Task item: In the records below, find the line that contains "next_level.push(child);" and the line that contains "or parse failures.", then retype exactly those two lines and every line between them.

Exercise input:

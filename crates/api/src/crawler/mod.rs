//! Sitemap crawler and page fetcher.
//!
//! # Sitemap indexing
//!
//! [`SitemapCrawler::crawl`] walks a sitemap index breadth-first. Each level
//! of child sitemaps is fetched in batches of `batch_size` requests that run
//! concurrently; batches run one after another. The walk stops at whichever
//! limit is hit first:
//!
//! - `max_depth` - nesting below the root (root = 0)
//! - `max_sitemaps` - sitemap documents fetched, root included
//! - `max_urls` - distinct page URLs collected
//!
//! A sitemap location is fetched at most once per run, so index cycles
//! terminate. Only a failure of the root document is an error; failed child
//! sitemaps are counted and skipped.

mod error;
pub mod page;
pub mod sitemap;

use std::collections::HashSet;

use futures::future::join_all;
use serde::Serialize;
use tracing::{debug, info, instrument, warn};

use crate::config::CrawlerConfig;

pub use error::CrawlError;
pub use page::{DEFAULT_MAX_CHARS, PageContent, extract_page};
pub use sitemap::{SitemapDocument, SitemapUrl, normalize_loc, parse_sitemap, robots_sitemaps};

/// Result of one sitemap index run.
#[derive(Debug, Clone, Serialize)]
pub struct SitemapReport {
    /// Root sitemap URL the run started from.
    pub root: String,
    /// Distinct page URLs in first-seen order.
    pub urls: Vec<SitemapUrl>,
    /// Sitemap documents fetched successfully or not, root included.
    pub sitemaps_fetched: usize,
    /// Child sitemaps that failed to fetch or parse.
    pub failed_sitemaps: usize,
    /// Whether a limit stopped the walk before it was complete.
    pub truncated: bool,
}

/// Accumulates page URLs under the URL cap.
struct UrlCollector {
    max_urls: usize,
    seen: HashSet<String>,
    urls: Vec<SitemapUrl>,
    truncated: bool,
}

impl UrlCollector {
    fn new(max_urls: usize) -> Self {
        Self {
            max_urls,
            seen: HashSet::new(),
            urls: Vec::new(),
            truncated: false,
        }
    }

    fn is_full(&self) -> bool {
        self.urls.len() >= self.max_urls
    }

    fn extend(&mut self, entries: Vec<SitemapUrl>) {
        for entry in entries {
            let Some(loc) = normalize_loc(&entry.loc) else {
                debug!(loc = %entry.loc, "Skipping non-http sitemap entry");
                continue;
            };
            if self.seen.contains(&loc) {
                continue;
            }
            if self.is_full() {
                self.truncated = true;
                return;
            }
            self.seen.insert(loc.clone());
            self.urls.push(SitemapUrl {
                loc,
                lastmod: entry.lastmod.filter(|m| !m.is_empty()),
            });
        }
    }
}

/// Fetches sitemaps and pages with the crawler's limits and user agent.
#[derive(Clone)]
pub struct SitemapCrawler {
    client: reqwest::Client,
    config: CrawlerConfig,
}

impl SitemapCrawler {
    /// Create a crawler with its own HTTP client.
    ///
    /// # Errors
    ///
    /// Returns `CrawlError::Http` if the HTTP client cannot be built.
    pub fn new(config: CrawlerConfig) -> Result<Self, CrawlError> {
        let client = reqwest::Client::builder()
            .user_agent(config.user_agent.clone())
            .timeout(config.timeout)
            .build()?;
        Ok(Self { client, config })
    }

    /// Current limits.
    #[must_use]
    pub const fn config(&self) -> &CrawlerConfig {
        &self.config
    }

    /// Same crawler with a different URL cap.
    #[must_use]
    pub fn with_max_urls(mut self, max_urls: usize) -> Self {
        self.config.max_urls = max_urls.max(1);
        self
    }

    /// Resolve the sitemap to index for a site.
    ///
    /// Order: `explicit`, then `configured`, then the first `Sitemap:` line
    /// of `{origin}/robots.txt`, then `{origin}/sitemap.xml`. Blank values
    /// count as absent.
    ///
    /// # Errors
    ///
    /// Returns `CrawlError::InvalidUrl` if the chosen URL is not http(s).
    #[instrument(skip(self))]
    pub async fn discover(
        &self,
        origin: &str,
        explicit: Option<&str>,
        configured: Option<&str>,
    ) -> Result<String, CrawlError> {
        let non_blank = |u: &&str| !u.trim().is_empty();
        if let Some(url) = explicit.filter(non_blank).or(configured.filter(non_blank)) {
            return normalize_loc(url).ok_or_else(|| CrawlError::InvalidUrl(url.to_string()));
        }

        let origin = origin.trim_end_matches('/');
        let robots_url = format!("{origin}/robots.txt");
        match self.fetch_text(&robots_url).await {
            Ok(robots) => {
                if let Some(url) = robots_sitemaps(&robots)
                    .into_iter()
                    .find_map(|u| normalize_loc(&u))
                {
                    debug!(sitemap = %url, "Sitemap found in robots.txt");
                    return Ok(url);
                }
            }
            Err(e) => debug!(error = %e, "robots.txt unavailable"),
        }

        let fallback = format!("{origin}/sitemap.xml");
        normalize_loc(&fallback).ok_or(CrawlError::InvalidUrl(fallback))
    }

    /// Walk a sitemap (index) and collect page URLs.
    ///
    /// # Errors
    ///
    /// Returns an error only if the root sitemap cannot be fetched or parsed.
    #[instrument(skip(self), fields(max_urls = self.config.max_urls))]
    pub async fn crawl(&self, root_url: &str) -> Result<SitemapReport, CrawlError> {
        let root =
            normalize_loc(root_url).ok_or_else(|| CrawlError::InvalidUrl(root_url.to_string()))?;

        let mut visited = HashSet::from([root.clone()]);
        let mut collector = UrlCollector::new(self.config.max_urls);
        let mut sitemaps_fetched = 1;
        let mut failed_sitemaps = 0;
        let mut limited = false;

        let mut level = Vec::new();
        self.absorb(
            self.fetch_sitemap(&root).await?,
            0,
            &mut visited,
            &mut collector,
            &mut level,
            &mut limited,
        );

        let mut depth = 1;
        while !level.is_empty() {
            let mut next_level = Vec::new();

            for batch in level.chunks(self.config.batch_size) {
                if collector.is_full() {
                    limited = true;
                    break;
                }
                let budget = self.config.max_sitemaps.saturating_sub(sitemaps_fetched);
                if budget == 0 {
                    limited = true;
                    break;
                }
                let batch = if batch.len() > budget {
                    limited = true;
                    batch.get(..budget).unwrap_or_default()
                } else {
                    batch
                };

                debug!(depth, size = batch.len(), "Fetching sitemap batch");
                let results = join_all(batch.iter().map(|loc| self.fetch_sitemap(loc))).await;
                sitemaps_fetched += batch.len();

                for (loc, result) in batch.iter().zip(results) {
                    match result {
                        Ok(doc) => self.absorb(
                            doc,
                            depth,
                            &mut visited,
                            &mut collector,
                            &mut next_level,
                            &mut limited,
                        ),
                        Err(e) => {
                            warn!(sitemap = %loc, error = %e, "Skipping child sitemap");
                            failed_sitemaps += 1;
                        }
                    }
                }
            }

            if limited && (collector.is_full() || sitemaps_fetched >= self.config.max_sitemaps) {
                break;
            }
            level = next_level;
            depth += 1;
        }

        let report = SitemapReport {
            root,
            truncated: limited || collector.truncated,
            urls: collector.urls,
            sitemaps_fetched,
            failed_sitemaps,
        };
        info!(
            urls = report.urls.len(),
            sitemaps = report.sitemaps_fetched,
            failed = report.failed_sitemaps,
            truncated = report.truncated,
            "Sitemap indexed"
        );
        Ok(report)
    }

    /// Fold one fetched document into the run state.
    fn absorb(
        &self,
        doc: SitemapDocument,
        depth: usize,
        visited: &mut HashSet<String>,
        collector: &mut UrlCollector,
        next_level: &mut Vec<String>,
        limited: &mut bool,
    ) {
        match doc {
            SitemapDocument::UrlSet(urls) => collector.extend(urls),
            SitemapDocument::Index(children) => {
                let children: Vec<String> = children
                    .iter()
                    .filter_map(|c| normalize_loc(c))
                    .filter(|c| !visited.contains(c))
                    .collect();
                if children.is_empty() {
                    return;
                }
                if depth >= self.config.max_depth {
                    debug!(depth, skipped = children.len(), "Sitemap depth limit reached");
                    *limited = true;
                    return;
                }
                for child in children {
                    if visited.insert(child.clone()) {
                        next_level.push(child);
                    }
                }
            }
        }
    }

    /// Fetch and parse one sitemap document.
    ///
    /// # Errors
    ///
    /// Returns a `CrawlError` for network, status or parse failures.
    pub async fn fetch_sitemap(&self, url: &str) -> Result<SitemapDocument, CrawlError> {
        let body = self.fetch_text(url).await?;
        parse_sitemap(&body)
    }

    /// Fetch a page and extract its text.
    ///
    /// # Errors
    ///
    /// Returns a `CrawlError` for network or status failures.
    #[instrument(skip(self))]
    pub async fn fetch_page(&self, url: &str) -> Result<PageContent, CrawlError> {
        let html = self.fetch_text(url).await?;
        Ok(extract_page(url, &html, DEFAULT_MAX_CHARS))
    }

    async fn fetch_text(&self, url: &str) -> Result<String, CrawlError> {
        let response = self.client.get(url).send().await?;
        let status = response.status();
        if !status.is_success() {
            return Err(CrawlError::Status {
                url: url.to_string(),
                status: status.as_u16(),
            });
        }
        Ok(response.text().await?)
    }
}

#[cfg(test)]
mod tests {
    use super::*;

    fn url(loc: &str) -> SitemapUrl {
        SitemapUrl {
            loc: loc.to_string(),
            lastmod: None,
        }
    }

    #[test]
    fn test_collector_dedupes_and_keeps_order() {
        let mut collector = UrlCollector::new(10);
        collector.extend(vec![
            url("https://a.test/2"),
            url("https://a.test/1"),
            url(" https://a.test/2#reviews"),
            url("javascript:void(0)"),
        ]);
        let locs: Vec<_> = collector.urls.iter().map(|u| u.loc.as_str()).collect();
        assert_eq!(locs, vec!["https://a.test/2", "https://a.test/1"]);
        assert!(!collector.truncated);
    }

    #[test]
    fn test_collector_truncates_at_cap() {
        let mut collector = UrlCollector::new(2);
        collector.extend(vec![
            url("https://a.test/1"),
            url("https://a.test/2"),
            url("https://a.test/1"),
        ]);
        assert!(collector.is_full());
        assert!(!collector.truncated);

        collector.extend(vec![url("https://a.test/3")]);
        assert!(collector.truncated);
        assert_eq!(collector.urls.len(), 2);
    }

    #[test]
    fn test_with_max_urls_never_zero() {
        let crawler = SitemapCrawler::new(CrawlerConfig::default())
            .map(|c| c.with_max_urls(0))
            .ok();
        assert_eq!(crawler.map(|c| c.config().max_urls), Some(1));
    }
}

Completed exercise:
                        next_level.push(child);
                    }
                }
            }
        }
    }

    /// Fetch and parse one sitemap document.
    ///
    /// # Errors
    ///
    /// Returns a `CrawlError` for network, status or parse failures.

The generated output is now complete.